House - medieval, Ballyveelish, Co. Tipperary
Co. Tipperary |
House
A medieval settlement lay completely invisible beneath a field in County Tipperary until a gas pipeline forced it into the light.
Before excavation began in 1981, there was nothing to see at ground level, no earthwork, no raised outline, nothing to suggest that a moated site, a type of medieval enclosed homestead typically surrounded by a water-filled ditch, lay just beneath the surface. It took infrastructure works associated with the Cork-Dublin gas pipeline to bring the site at Ballyveelish into focus.
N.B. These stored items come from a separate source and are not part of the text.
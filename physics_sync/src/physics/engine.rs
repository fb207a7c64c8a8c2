//! The physics API surface the rest of the engine talks to
//!
//! `PhysicsSyncEngine` owns the per-scene `PhysicsContext` for the duration
//! of a simulation run and composes actors, colliders, controllers, joints,
//! the stepper, contact dispatch and raycasts.

use super::actors;
use super::character::{self, ControllerMove};
use super::colliders::{MeshCooker, NoMeshCooker};
use super::context::PhysicsContext;
use super::joints;
use super::raycast::{cast_ray, RaycastHit};
use super::registry::{ActorHandle, ControllerHandle, JointForces, JointHandle};
use super::stepper;
use crate::core::entity::{EntityId, Scene};
use crate::error::PhysicsError;
use crate::scripting::{NoScriptHooks, ScriptHook, ScriptHooks, ScriptRef};
use glam::Vec3;
use rapier3d::prelude::{ImpulseJointHandle, RigidBodyHandle};
use tracing::{debug, info, warn};

pub struct PhysicsSyncEngine<H: ScriptHooks = NoScriptHooks> {
    context: Option<PhysicsContext>,
    hooks: H,
    cooker: Box<dyn MeshCooker>,
}

impl PhysicsSyncEngine<NoScriptHooks> {
    pub fn new() -> Self {
        Self::with_hooks(NoScriptHooks)
    }
}

impl Default for PhysicsSyncEngine<NoScriptHooks> {
    fn default() -> Self {
        Self::new()
    }
}

impl<H: ScriptHooks> PhysicsSyncEngine<H> {
    /// Create an engine delivering contact, trigger and raycast hooks to `hooks`
    pub fn with_hooks(hooks: H) -> Self {
        Self {
            context: None,
            hooks,
            cooker: Box::new(NoMeshCooker),
        }
    }

    /// Use `cooker` to obtain geometry for mesh colliders
    pub fn with_mesh_cooker(mut self, cooker: impl MeshCooker + 'static) -> Self {
        self.cooker = Box::new(cooker);
        self
    }

    pub fn hooks(&self) -> &H {
        &self.hooks
    }

    pub fn hooks_mut(&mut self) -> &mut H {
        &mut self.hooks
    }

    pub fn is_simulating(&self) -> bool {
        self.context.is_some()
    }

    /// State of the running simulation, if any
    pub fn context(&self) -> Option<&PhysicsContext> {
        self.context.as_ref()
    }

    pub fn context_mut(&mut self) -> Option<&mut PhysicsContext> {
        self.context.as_mut()
    }

    fn running(&mut self) -> Result<&mut PhysicsContext, PhysicsError> {
        self.context.as_mut().ok_or(PhysicsError::SimulationNotRunning)
    }

    /// Begin simulating `scene`, creating native objects for every physics component
    pub fn on_simulation_start(&mut self, scene: &Scene) {
        if self.context.is_some() {
            warn!("Simulation already running, restarting");
            self.teardown();
        }

        let mut ctx = PhysicsContext::new(scene.id(), &scene.physics);
        stepper::sync_lifecycle(&mut ctx, scene, self.cooker.as_ref());

        info!(
            scene = scene.id().0,
            actors = ctx.registry.actors.len(),
            controllers = ctx.registry.controllers.len(),
            joints = ctx.registry.joints.len(),
            "Physics simulation started"
        );
        self.context = Some(ctx);
    }

    /// Advance by a variable frame delta, running as many fixed ticks as it covers
    ///
    /// Returns the number of ticks run.
    pub fn on_simulation_update(&mut self, scene: &mut Scene, delta_time: f32) -> Result<u32, PhysicsError> {
        let ctx = self.context.as_mut().ok_or(PhysicsError::SimulationNotRunning)?;
        stepper::push_settings(ctx, &scene.physics);

        let steps = ctx.accumulator.accumulate(delta_time);
        for _ in 0..steps {
            stepper::tick(ctx, scene, &mut self.hooks, self.cooker.as_ref());
        }
        Ok(steps)
    }

    /// Run exactly one fixed tick regardless of accumulated time
    pub fn step(&mut self, scene: &mut Scene) -> Result<(), PhysicsError> {
        let ctx = self.context.as_mut().ok_or(PhysicsError::SimulationNotRunning)?;
        stepper::tick(ctx, scene, &mut self.hooks, self.cooker.as_ref());
        Ok(())
    }

    /// Fraction of a fixed tick carried over to the next frame
    pub fn interpolation_alpha(&self) -> f32 {
        self.context
            .as_ref()
            .map(|ctx| ctx.accumulator.interpolation_alpha())
            .unwrap_or(0.0)
    }

    /// Stop simulating and tear down every native object
    pub fn on_simulation_stop(&mut self, scene: &Scene) {
        match &self.context {
            Some(ctx) if ctx.scene != scene.id() => {
                warn!(
                    running = ctx.scene.0,
                    requested = scene.id().0,
                    "Stopping simulation of a different scene"
                );
            }
            Some(_) => {}
            None => return,
        }
        self.teardown();
        info!(scene = scene.id().0, "Physics simulation stopped");
    }

    fn teardown(&mut self) {
        let Some(mut ctx) = self.context.take() else {
            return;
        };

        let mut owners: Vec<EntityId> = ctx.registry.joints.keys().copied().collect();
        owners.sort();
        for entity in owners {
            joints::destroy_fixed_joint(&mut ctx, entity);
        }
        let mut entities: Vec<EntityId> = ctx
            .registry
            .controllers
            .keys()
            .chain(ctx.registry.actors.keys())
            .copied()
            .collect();
        entities.sort();
        entities.dedup();
        for entity in entities {
            character::destroy_controller(&mut ctx, entity);
            actors::destroy_actor(&mut ctx, entity);
        }

        if ctx.body_data.body_count() > 0 || ctx.body_data.joint_count() > 0 {
            warn!(
                bodies = ctx.body_data.body_count(),
                joints = ctx.body_data.joint_count(),
                "User-data records left after teardown"
            );
        }
        ctx.body_data.clear();
        ctx.registry.clear();
        ctx.lifecycle.clear();
    }

    /// Create the actor for `entity` right away instead of on the next tick
    pub fn create_physics_actor(&mut self, scene: &Scene, entity: EntityId) -> Result<RigidBodyHandle, PhysicsError> {
        let cooker = self.cooker.as_ref();
        let ctx = self.context.as_mut().ok_or(PhysicsError::SimulationNotRunning)?;
        actors::create_actor(ctx, scene, entity, cooker)
    }

    /// Destroy every native object of `entity`; returns whether an actor existed
    pub fn destroy_physics_actor(&mut self, entity: EntityId) -> Result<bool, PhysicsError> {
        let ctx = self.running()?;
        Ok(actors::destroy_actor(ctx, entity))
    }

    /// Destroy then create the actor of `entity`
    pub fn recreate_actor(&mut self, scene: &Scene, entity: EntityId) -> Result<RigidBodyHandle, PhysicsError> {
        let cooker = self.cooker.as_ref();
        let ctx = self.context.as_mut().ok_or(PhysicsError::SimulationNotRunning)?;
        debug!(entity = %entity, "Re-creating physics actor");
        actors::recreate_actor(ctx, scene, entity, cooker)
    }

    pub fn wake_up_actor(&mut self, entity: EntityId) -> Result<bool, PhysicsError> {
        let ctx = self.running()?;
        Ok(actors::wake_up_actor(ctx, entity))
    }

    /// Wake up every dynamic actor; returns how many were woken
    pub fn wake_up_actors(&mut self) -> Result<usize, PhysicsError> {
        let ctx = self.running()?;
        Ok(actors::wake_up_actors(ctx))
    }

    /// Apply a linear impulse to a dynamic actor
    pub fn apply_impulse(&mut self, entity: EntityId, impulse: Vec3) -> Result<bool, PhysicsError> {
        let ctx = self.running()?;
        Ok(actors::apply_impulse(ctx, entity, impulse))
    }

    /// Cast a ray against the scene
    ///
    /// On a hit, the hit entity's `on_raycast_collision` hook runs before
    /// this returns.
    pub fn raycast(
        &mut self,
        scene: &Scene,
        origin: Vec3,
        direction: Vec3,
        max_distance: f32,
    ) -> Result<Option<RaycastHit>, PhysicsError> {
        let ctx = self.context.as_mut().ok_or(PhysicsError::SimulationNotRunning)?;
        ctx.backend.refresh_queries();

        let hit = cast_ray(&ctx.backend, &ctx.body_data, origin, direction, max_distance);
        if let Some(hit) = &hit {
            if let Some(script) = scene.get::<ScriptRef>(hit.entity).map(|s| (*s).clone()) {
                self.hooks
                    .invoke(&script, ScriptHook::RaycastCollision { entity: hit.entity });
            }
        }
        Ok(hit)
    }

    pub fn get_actor(&self, entity: EntityId) -> Option<&ActorHandle> {
        self.context.as_ref()?.registry.actor(entity)
    }

    pub fn get_controller(&self, entity: EntityId) -> Option<&ControllerHandle> {
        self.context.as_ref()?.registry.controllers.get(&entity)
    }

    pub fn get_fixed_joint(&self, entity: EntityId) -> Option<&JointHandle> {
        self.context.as_ref()?.registry.joints.get(&entity)
    }

    /// Force and torque of `joint` cached after the last tick
    pub fn last_reported_fixed_joint_forces(&self, joint: ImpulseJointHandle) -> Option<JointForces> {
        joints::last_reported_forces(self.context.as_ref()?, joint)
    }

    pub fn is_constraint_broken(&self, entity: EntityId) -> bool {
        self.context
            .as_ref()
            .is_some_and(|ctx| joints::is_constraint_broken(ctx, entity))
    }

    /// Break the joint owned by `entity`; it stays registered until the entity is destroyed
    pub fn break_joint(&mut self, entity: EntityId) -> Result<bool, PhysicsError> {
        let ctx = self.running()?;
        Ok(joints::break_joint(ctx, entity))
    }

    /// Move a character controller by `displacement` for one fixed tick
    pub fn on_character_controller_update(
        &mut self,
        scene: &mut Scene,
        entity: EntityId,
        displacement: Vec3,
    ) -> Result<ControllerMove, PhysicsError> {
        let ctx = self.context.as_mut().ok_or(PhysicsError::SimulationNotRunning)?;
        let settings = scene.physics.clone();
        character::update_controller(ctx, scene, entity, displacement, settings.fixed_timestep, &settings)
    }
}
Partial excavation carried out between 1981 and 1982, documented by Doody in 1987, uncovered four internal structures within the enclosure. Three buildings were identified in the eastern section, with a possible fourth to the west. One of these, known during the excavation as Structure C, was only partially uncovered. Situated about four metres south of an adjacent building, it retained traces of external stone walls and an internal wattle partition, wattle being a woven framework of thin branches used in construction, along with several postholes, a hearth, and a narrow entrance of roughly one metre in the north wall. The finds recovered from the site, including animal bones and artefacts consistent with a 13th or 14th century date, were notably sparse. That scarcity is itself informative: the excavators suggested it may point to a relatively brief period of occupation, a household or small community that settled, perhaps struggled, and moved on within a generation or two. The moated site at Ballyveelish leaves more questions than answers, which is perhaps fitting for a place that managed to disappear so thoroughly for so long.